My reasoning was sound; execution needed work. Tax season is getting long in the tooth and I am exhausted from the long hours. Hoping to divert some time from writing to tax work, I allowed the enemy behind the lines. My promise to you, kind readers, is to up my game. I like the idea of guest posts, but I think it would be best if I invited bloggers I know and trust to do the writing.
That said, I have no intentions of reducing my writing output. You come here to listen to my stories and glean my words for valuable advice you can take back home.
Success is a poor educator. When things are going good—and life has been very good to me—I/we start to believe we are smarter than we really are. It takes a solid kick to the crotch to focus attention. As bad as the last post was, a lesson was to be learned you are not aware of: my traffic was rather good! For a terrible guest post I had a high level of traffic. I take that to mean people were attracted to the title: frugality. I decided I should write the guest post intended for you.

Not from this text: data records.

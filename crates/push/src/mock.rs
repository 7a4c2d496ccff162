//! In-memory build service for tests.

use std::collections::HashMap;
use std::future::Future;
use std::pin::Pin;
use std::sync::Mutex;

use buildpush_api::Error as ApiError;
use buildpush_protocol::{Build, BuildFile, BuildFileKind, BuildFileSubType, UploadType};

use crate::remote::BuildApi;

pub const BUILD_ID: i64 = 20;
pub const PATCH_FILE_ID: i64 = 200;
pub const SIGNATURE_FILE_ID: i64 = 201;
pub const PARENT_SIGNATURE_FILE_ID: i64 = 101;

fn api_error(body: &str) -> ApiError {
    ApiError::Api {
        status: 500,
        body: body.to_string(),
    }
}

pub struct MockApi {
    upload_url: String,
    parent_build_id: i64,
    /// Files of the parent build, with their content.
    parent_files: Vec<(BuildFile, Vec<u8>)>,
    fail_create: Option<BuildFileKind>,
    fail_finalize: Option<BuildFileKind>,
    stall_finalize: bool,
    calls: Mutex<Vec<String>>,
    finalized: Mutex<HashMap<i64, i64>>,
}

impl MockApi {
    pub fn new(upload_url: impl Into<String>) -> Self {
        Self {
            upload_url: upload_url.into(),
            parent_build_id: 0,
            parent_files: Vec::new(),
            fail_create: None,
            fail_finalize: None,
            stall_finalize: false,
            calls: Mutex::new(Vec::new()),
            finalized: Mutex::new(HashMap::new()),
        }
    }

    /// Makes the channel's last build `parent_build_id`, with a signature
    /// file holding `signature` when given.
    pub fn with_parent(mut self, parent_build_id: i64, signature: Option<Vec<u8>>) -> Self {
        self.parent_build_id = parent_build_id;
        self.parent_files = vec![(file(100, BuildFileKind::Patch, ""), Vec::new())];
        if let Some(signature) = signature {
            self.parent_files.push((
                file(PARENT_SIGNATURE_FILE_ID, BuildFileKind::Signature, ""),
                signature,
            ));
        }
        self
    }

    pub fn failing_create(mut self, kind: BuildFileKind) -> Self {
        self.fail_create = Some(kind);
        self
    }

    pub fn failing_finalize(mut self, kind: BuildFileKind) -> Self {
        self.fail_finalize = Some(kind);
        self
    }

    /// Finalize calls never answer.
    pub fn stalling_finalize(mut self) -> Self {
        self.stall_finalize = true;
        self
    }

    pub fn calls(&self) -> Vec<String> {
        self.calls.lock().unwrap().clone()
    }

    /// Declared sizes by file ID.
    pub fn finalized(&self) -> HashMap<i64, i64> {
        self.finalized.lock().unwrap().clone()
    }

    fn record(&self, call: String) {
        self.calls.lock().unwrap().push(call);
    }
}

fn file(id: i64, kind: BuildFileKind, upload_url: &str) -> BuildFile {
    BuildFile {
        id,
        kind,
        sub_type: BuildFileSubType::Default,
        state: None,
        size: 0,
        upload_url: upload_url.to_string(),
        upload_headers: if upload_url.is_empty() {
            HashMap::new()
        } else {
            HashMap::from([("X-Goog-Resumable".to_string(), "start".to_string())])
        },
    }
}

impl BuildApi for MockApi {
    fn authenticate(&self) -> Pin<Box<dyn Future<Output = Result<(), ApiError>> + Send + '_>> {
        Box::pin(async move {
            self.record("authenticate".into());
            Ok(())
        })
    }

    fn create_build<'a>(
        &'a self,
        target: &'a str,
        channel: &'a str,
        user_version: &'a str,
    ) -> Pin<Box<dyn Future<Output = Result<Build, ApiError>> + Send + 'a>> {
        Box::pin(async move {
            self.record(format!("create_build {target}:{channel}"));
            Ok(Build {
                id: BUILD_ID,
                parent_build_id: self.parent_build_id,
                channel_name: channel.to_string(),
                user_version: user_version.to_string(),
                state: None,
            })
        })
    }

    fn list_build_files(
        &self,
        build_id: i64,
    ) -> Pin<Box<dyn Future<Output = Result<Vec<BuildFile>, ApiError>> + Send + '_>> {
        Box::pin(async move {
            self.record(format!("list_build_files {build_id}"));
            Ok(self.parent_files.iter().map(|(f, _)| f.clone()).collect())
        })
    }

    fn download_build_file(
        &self,
        build_id: i64,
        file_id: i64,
    ) -> Pin<Box<dyn Future<Output = Result<Vec<u8>, ApiError>> + Send + '_>> {
        Box::pin(async move {
            self.record(format!("download_build_file {build_id}/{file_id}"));
            self.parent_files
                .iter()
                .find(|(f, _)| f.id == file_id)
                .map(|(_, data)| data.clone())
                .ok_or_else(|| api_error("no such file"))
        })
    }

    fn create_build_file(
        &self,
        build_id: i64,
        kind: BuildFileKind,
        _sub_type: BuildFileSubType,
        upload_type: UploadType,
    ) -> Pin<Box<dyn Future<Output = Result<BuildFile, ApiError>> + Send + '_>> {
        Box::pin(async move {
            self.record(format!("create_build_file {build_id} {kind}"));
            assert_eq!(upload_type, UploadType::DeferredResumable);
            if self.fail_create == Some(kind) {
                return Err(api_error("storage unavailable"));
            }
            let id = match kind {
                BuildFileKind::Signature => SIGNATURE_FILE_ID,
                _ => PATCH_FILE_ID,
            };
            Ok(file(id, kind, &self.upload_url))
        })
    }

    fn finalize_build_file(
        &self,
        build_id: i64,
        file_id: i64,
        size: i64,
    ) -> Pin<Box<dyn Future<Output = Result<(), ApiError>> + Send + '_>> {
        Box::pin(async move {
            self.record(format!("finalize_build_file {build_id}/{file_id}"));
            let kind = if file_id == SIGNATURE_FILE_ID {
                BuildFileKind::Signature
            } else {
                BuildFileKind::Patch
            };
            if self.fail_finalize == Some(kind) {
                return Err(api_error("finalize rejected"));
            }
            if self.stall_finalize {
                std::future::pending::<()>().await;
            }
            self.finalized.lock().unwrap().insert(file_id, size);
            Ok(())
        })
    }
}
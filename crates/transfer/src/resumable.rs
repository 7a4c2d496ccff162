use std::io::{self, Write};
use std::time::Duration;

use buildpush_protocol::constants::{DEFAULT_MAX_CHUNK_GROUP, UPLOAD_CHUNK_SIZE};
use bytes::Bytes;
use reqwest::StatusCode;
use reqwest::header::{CONTENT_RANGE, RANGE};
use tokio::sync::{mpsc, watch};
use tokio::task::JoinHandle;
use tokio_util::sync::CancellationToken;
use tracing::{debug, warn};

use crate::chunked::{content_range, group_size, parse_range_header};
use crate::{TransferError, UploadSession};

/// Batches in flight between a writer and its sink.
const CHANNEL_CAPACITY: usize = 8;

/// Tuning of an upload sink.
#[derive(Debug, Clone)]
pub struct SinkConfig {
    /// Chunks of 256 KiB buffered before a request is forced.
    pub max_chunk_group: usize,
    /// Attempts per request before giving up.
    pub max_attempts: u32,
    /// Delay before the first retry; doubles on every further attempt.
    pub initial_backoff: Duration,
    pub max_backoff: Duration,
}

impl Default for SinkConfig {
    fn default() -> Self {
        Self {
            max_chunk_group: DEFAULT_MAX_CHUNK_GROUP,
            max_attempts: 10,
            initial_backoff: Duration::from_secs(1),
            max_backoff: Duration::from_secs(30),
        }
    }
}

impl SinkConfig {
    fn backoff(&self, attempt: u32) -> Duration {
        let factor = 2u32.saturating_pow(attempt.saturating_sub(1));
        self.initial_backoff
            .saturating_mul(factor)
            .min(self.max_backoff)
    }
}

enum SinkMessage {
    Data(Bytes),
    Close,
}

/// Synchronous writing end of an upload sink.
///
/// Meant for blocking threads (the diff engine runs on one): writes are
/// batched and handed to the sink task, blocking while the sink is busy.
/// Call [`close`](Self::close) once everything is written; dropping the
/// writer without closing aborts the upload.
pub struct UploadWriter {
    tx: mpsc::Sender<SinkMessage>,
    batch: Vec<u8>,
    offered: u64,
    offered_tx: watch::Sender<u64>,
}

impl UploadWriter {
    /// Bytes handed to the sink so far.
    pub fn offered(&self) -> u64 {
        self.offered
    }

    /// Sends any buffered bytes and tells the sink the stream is complete.
    pub fn close(mut self) -> io::Result<()> {
        self.send_batch()?;
        self.tx
            .blocking_send(SinkMessage::Close)
            .map_err(|_| sink_gone())
    }

    fn send_batch(&mut self) -> io::Result<()> {
        if self.batch.is_empty() {
            return Ok(());
        }
        let data = std::mem::replace(&mut self.batch, Vec::with_capacity(UPLOAD_CHUNK_SIZE));
        let len = data.len() as u64;
        self.tx
            .blocking_send(SinkMessage::Data(Bytes::from(data)))
            .map_err(|_| sink_gone())?;
        self.offered += len;
        self.offered_tx.send_replace(self.offered);
        Ok(())
    }
}

fn sink_gone() -> io::Error {
    io::Error::new(io::ErrorKind::BrokenPipe, "upload sink stopped")
}

impl Write for UploadWriter {
    fn write(&mut self, buf: &[u8]) -> io::Result<usize> {
        self.batch.extend_from_slice(buf);
        if self.batch.len() >= UPLOAD_CHUNK_SIZE {
            self.send_batch()?;
        }
        Ok(buf.len())
    }

    fn flush(&mut self) -> io::Result<()> {
        self.send_batch()
    }
}

/// Handle on a running upload sink.
pub struct UploadSink {
    handle: JoinHandle<Result<u64, TransferError>>,
    confirmed: watch::Receiver<u64>,
    offered: watch::Receiver<u64>,
}

impl UploadSink {
    /// Bytes confirmed by the remote endpoint. Only ever grows.
    pub fn confirmed(&self) -> watch::Receiver<u64> {
        self.confirmed.clone()
    }

    /// Bytes handed to the sink by its writer.
    pub fn offered(&self) -> watch::Receiver<u64> {
        self.offered.clone()
    }

    /// Waits for the upload to finish; resolves to its final size.
    pub async fn wait(self) -> Result<u64, TransferError> {
        match self.handle.await {
            Ok(result) => result,
            Err(e) => Err(TransferError::Task(e.to_string())),
        }
    }
}

/// Starts draining a writer into a resumable session.
pub fn spawn_sink(
    http: reqwest::Client,
    session: UploadSession,
    config: SinkConfig,
    cancel: CancellationToken,
) -> (UploadWriter, UploadSink) {
    let (tx, rx) = mpsc::channel(CHANNEL_CAPACITY);
    let (offered_tx, offered_rx) = watch::channel(0);
    let (confirmed_tx, confirmed_rx) = watch::channel(0);

    let uploader = Uploader {
        http,
        location: session.location,
        config,
        cancel,
        buffer: Vec::new(),
        offset: 0,
        confirmed_tx,
    };
    let handle = tokio::spawn(uploader.run(rx));

    let writer = UploadWriter {
        tx,
        batch: Vec::with_capacity(UPLOAD_CHUNK_SIZE),
        offered: 0,
        offered_tx,
    };
    let sink = UploadSink {
        handle,
        confirmed: confirmed_rx,
        offered: offered_rx,
    };
    (writer, sink)
}

/// Server's answer to a chunk or status query.
enum Outcome {
    /// The upload is complete.
    Complete,
    /// The server holds this many bytes.
    Partial(u64),
}

struct Uploader {
    http: reqwest::Client,
    location: String,
    config: SinkConfig,
    cancel: CancellationToken,
    /// Bytes not yet confirmed, starting at `offset`.
    buffer: Vec<u8>,
    offset: u64,
    confirmed_tx: watch::Sender<u64>,
}

impl Uploader {
    async fn run(mut self, mut rx: mpsc::Receiver<SinkMessage>) -> Result<u64, TransferError> {
        let group = group_size(self.config.max_chunk_group);

        loop {
            let message = tokio::select! {
                _ = self.cancel.cancelled() => return Err(TransferError::Cancelled),
                message = rx.recv() => message,
            };

            match message {
                Some(SinkMessage::Data(data)) => {
                    self.buffer.extend_from_slice(&data);
                    while self.buffer.len() >= group {
                        self.round_trip(group, false).await?;
                    }
                }
                Some(SinkMessage::Close) => {
                    while !self.round_trip(self.buffer.len(), true).await? {}
                    debug!(location = %self.location, size = self.offset, "upload complete");
                    return Ok(self.offset);
                }
                None => return Err(TransferError::Aborted),
            }
        }
    }

    /// Sends the first `len` buffered bytes until the server confirms some
    /// progress. Returns whether the upload is complete.
    async fn round_trip(&mut self, len: usize, last: bool) -> Result<bool, TransferError> {
        let mut attempt = 0;

        loop {
            let total = last.then(|| self.offset + self.buffer.len() as u64);
            let error = match self.send(len, total).await {
                Ok(Outcome::Complete) if last => {
                    self.advance_to(self.offset + self.buffer.len() as u64)?;
                    return Ok(true);
                }
                Ok(Outcome::Complete) => {
                    return Err(TransferError::UnexpectedStatus {
                        status: 200,
                        body: "upload completed before the stream ended".into(),
                    });
                }
                Ok(Outcome::Partial(confirmed)) if confirmed > self.offset => {
                    self.advance_to(confirmed)?;
                    return Ok(false);
                }
                Ok(Outcome::Partial(_)) => TransferError::NoProgress,
                Err(e) if e.is_transient() => e,
                Err(e) => return Err(e),
            };

            attempt += 1;
            if attempt >= self.config.max_attempts {
                return Err(TransferError::RetriesExhausted {
                    attempts: attempt,
                    last: error.to_string(),
                });
            }

            let delay = self.config.backoff(attempt);
            warn!(
                location = %self.location,
                attempt,
                delay_ms = delay.as_millis() as u64,
                error = %error,
                "upload request failed, retrying"
            );
            tokio::select! {
                _ = self.cancel.cancelled() => return Err(TransferError::Cancelled),
                _ = tokio::time::sleep(delay) => {}
            }

            // Resume from whatever the server actually kept.
            match self.query_status().await {
                Ok(Outcome::Complete) if last => {
                    self.advance_to(self.offset + self.buffer.len() as u64)?;
                    return Ok(true);
                }
                Ok(Outcome::Partial(confirmed)) if confirmed > self.offset => {
                    self.advance_to(confirmed)?;
                    return Ok(false);
                }
                Ok(_) => {}
                Err(e) if e.is_transient() => {
                    debug!(error = %e, "status query failed");
                }
                Err(e) => return Err(e),
            }
        }
    }

    async fn send(&self, len: usize, total: Option<u64>) -> Result<Outcome, TransferError> {
        let range = content_range(self.offset, len, total);
        let body = Bytes::copy_from_slice(&self.buffer[..len]);
        debug!(location = %self.location, range = %range, "uploading chunk");

        let request = self
            .http
            .put(&self.location)
            .header(CONTENT_RANGE, range)
            .body(body);
        self.execute(request).await
    }

    async fn query_status(&self) -> Result<Outcome, TransferError> {
        let request = self
            .http
            .put(&self.location)
            .header(CONTENT_RANGE, content_range(0, 0, None))
            .body(Vec::<u8>::new());
        self.execute(request).await
    }

    async fn execute(&self, request: reqwest::RequestBuilder) -> Result<Outcome, TransferError> {
        let resp = tokio::select! {
            _ = self.cancel.cancelled() => return Err(TransferError::Cancelled),
            resp = request.send() => resp?,
        };

        match resp.status() {
            StatusCode::OK | StatusCode::CREATED => Ok(Outcome::Complete),
            StatusCode::PERMANENT_REDIRECT => {
                let confirmed = match resp.headers().get(RANGE) {
                    Some(value) => {
                        let value = value
                            .to_str()
                            .map_err(|e| TransferError::InvalidRange(e.to_string()))?;
                        parse_range_header(value)?
                    }
                    None => 0,
                };
                Ok(Outcome::Partial(confirmed))
            }
            status => {
                let body = resp.text().await.unwrap_or_default();
                Err(TransferError::UnexpectedStatus {
                    status: status.as_u16(),
                    body,
                })
            }
        }
    }

    /// Drops confirmed bytes from the buffer and publishes the new count.
    fn advance_to(&mut self, confirmed: u64) -> Result<(), TransferError> {
        let end = self.offset + self.buffer.len() as u64;
        if confirmed < self.offset || confirmed > end {
            return Err(TransferError::InvalidRange(format!(
                "server holds {confirmed} bytes, expected {}..={end}",
                self.offset
            )));
        }
        self.buffer.drain(..(confirmed - self.offset) as usize);
        self.offset = confirmed;
        self.confirmed_tx.send_replace(confirmed);
        Ok(())
    }
}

Today I am going to share some frugal habits I have. A word of caution. Don’t try to emulate what I do. Rather, use my frugal lifestyle as a starting point to reduce spending in your life without sacrificing quality. Also, many things I talk about are ideas only. For example, I am considering an auto purchase and I will share my thinking as I go through the process. It is very different from what I did only a few years ago.
Before we start I want to point out debt consolidation is not always a bad thing. Depending where you are financially, refinancing can make sense. Moving a student loan to SoFi could be a smart money move for you. If you are loaded with debt for whatever reason, consolidating debt at a lower rate might be a good move. What the guest post promoted was more along the lines of “bilk’em with fees and screw’em.” I have zero tolerance for that kind of finance.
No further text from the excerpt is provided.